What to work on
Please state how many lines of the records below contain the word "NodeShape". Give the number and nothing else.

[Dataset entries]

<<<<

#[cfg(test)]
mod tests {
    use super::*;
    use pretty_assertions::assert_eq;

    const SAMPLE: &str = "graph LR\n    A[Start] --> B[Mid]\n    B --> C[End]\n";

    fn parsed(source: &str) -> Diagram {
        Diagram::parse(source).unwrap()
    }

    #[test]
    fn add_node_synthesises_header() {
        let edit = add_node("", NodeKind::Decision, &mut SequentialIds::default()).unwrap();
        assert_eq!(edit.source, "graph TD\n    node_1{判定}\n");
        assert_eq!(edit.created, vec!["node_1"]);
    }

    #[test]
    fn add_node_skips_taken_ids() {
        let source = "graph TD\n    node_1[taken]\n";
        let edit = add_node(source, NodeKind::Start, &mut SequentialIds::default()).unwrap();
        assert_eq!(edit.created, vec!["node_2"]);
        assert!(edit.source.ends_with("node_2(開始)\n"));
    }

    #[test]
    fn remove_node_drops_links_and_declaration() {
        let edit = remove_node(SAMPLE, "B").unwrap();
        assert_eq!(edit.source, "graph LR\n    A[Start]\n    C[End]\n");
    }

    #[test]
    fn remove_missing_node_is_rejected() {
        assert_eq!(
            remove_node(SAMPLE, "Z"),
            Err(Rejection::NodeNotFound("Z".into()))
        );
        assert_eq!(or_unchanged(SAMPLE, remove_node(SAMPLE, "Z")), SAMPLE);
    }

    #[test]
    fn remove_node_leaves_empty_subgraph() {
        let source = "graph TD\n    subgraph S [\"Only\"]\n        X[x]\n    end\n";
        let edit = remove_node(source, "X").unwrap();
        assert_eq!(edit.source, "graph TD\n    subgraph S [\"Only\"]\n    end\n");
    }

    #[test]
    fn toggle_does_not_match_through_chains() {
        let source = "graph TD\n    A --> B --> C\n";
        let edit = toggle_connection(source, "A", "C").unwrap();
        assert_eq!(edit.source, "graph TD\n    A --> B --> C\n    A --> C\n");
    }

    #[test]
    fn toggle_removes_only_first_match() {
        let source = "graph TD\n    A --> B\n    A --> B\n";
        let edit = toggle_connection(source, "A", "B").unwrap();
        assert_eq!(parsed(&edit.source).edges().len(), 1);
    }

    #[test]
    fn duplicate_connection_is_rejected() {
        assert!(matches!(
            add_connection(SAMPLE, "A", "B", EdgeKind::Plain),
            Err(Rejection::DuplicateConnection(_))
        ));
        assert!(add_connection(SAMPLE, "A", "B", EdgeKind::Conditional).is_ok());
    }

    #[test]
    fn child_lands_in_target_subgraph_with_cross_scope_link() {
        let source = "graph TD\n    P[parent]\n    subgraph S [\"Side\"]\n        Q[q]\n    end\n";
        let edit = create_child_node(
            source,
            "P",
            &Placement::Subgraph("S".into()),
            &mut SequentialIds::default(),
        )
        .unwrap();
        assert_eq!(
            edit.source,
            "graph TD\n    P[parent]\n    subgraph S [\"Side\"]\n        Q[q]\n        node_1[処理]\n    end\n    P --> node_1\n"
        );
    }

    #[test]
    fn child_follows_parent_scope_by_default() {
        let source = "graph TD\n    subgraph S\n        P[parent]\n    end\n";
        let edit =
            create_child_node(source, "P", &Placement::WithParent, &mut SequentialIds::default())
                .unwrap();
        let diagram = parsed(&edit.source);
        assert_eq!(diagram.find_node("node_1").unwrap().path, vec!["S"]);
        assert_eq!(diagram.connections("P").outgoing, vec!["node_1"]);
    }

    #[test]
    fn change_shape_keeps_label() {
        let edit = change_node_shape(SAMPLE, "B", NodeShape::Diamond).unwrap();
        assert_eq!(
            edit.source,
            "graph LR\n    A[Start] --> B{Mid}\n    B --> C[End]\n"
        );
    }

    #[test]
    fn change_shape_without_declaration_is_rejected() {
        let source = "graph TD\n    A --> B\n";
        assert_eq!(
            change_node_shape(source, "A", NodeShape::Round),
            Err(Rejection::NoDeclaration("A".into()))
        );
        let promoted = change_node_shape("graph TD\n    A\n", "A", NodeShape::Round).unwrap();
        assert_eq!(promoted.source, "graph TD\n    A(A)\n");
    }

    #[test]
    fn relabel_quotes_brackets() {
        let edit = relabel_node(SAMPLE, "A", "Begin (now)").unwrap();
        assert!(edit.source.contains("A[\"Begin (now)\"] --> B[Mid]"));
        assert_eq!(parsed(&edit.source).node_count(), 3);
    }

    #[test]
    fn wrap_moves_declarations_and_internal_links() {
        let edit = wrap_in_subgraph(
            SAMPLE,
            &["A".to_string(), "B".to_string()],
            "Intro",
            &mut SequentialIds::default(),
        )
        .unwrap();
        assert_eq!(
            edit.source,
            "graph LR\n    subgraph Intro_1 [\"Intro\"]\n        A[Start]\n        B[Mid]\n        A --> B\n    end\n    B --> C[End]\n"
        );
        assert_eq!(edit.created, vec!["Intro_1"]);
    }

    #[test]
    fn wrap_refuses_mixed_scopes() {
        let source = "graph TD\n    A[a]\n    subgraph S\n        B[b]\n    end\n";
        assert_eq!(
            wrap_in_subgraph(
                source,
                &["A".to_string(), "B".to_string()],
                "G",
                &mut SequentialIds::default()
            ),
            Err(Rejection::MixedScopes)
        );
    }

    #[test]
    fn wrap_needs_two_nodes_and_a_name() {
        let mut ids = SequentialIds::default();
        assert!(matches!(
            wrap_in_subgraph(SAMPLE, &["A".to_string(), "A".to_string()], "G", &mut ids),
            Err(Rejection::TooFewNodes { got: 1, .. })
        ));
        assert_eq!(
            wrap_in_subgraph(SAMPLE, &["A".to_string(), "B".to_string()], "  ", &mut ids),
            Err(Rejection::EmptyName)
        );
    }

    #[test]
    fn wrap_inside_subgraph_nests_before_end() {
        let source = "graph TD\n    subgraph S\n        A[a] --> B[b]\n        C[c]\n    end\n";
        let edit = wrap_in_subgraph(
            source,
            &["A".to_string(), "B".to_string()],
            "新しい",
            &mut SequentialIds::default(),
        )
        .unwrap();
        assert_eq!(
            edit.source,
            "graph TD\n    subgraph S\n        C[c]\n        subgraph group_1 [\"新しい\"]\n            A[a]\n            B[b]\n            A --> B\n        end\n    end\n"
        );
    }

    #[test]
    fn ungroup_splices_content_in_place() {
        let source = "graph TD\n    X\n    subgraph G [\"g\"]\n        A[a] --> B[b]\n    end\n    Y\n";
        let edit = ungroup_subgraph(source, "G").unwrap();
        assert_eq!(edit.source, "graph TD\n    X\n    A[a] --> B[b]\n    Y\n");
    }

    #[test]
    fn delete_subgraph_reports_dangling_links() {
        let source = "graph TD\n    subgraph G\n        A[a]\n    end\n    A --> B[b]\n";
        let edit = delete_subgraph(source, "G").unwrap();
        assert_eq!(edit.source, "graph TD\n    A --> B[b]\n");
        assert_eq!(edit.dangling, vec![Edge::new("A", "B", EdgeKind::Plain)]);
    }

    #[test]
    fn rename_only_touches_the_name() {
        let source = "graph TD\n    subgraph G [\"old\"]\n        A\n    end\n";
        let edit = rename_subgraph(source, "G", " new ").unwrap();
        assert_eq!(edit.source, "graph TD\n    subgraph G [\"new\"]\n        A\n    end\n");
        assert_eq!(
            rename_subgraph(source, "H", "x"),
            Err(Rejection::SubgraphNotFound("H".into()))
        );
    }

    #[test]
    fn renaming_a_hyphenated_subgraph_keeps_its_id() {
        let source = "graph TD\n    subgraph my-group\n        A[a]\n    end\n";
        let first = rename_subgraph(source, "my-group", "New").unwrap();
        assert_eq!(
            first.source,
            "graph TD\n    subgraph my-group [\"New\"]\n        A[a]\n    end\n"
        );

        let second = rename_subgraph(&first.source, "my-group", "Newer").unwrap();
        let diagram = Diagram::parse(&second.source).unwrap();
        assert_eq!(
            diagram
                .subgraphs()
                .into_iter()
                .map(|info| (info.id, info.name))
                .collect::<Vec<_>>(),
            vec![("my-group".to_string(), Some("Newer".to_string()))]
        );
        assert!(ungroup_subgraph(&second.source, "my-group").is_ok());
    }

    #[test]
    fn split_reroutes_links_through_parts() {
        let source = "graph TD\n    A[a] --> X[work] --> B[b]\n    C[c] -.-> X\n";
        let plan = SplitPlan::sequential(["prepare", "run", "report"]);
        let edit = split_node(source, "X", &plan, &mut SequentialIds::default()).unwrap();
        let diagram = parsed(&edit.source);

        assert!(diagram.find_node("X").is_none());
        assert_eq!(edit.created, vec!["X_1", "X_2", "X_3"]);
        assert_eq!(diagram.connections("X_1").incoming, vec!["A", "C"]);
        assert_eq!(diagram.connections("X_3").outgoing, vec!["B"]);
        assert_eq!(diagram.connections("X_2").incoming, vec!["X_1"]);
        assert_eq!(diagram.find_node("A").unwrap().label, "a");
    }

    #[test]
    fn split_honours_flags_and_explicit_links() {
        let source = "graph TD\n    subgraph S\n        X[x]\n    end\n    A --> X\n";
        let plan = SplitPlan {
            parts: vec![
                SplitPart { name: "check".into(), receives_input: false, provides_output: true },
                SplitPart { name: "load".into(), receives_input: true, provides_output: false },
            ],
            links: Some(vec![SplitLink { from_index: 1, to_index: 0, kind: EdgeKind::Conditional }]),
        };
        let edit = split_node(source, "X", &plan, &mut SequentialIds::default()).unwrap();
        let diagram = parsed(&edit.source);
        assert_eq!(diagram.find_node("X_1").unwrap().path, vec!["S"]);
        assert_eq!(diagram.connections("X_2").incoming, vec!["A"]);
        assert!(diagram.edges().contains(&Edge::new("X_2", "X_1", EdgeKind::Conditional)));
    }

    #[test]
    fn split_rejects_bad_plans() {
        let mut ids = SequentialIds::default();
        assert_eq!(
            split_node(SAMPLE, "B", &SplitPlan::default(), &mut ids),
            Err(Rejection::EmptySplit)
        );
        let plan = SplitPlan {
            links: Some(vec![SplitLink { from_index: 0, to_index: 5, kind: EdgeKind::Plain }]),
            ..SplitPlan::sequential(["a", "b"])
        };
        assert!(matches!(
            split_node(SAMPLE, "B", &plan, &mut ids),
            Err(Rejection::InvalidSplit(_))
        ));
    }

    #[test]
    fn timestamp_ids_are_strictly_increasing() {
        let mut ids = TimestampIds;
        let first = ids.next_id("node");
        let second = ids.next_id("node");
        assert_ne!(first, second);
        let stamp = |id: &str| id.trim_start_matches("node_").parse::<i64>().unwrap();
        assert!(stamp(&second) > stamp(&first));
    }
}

>>>>

Response
3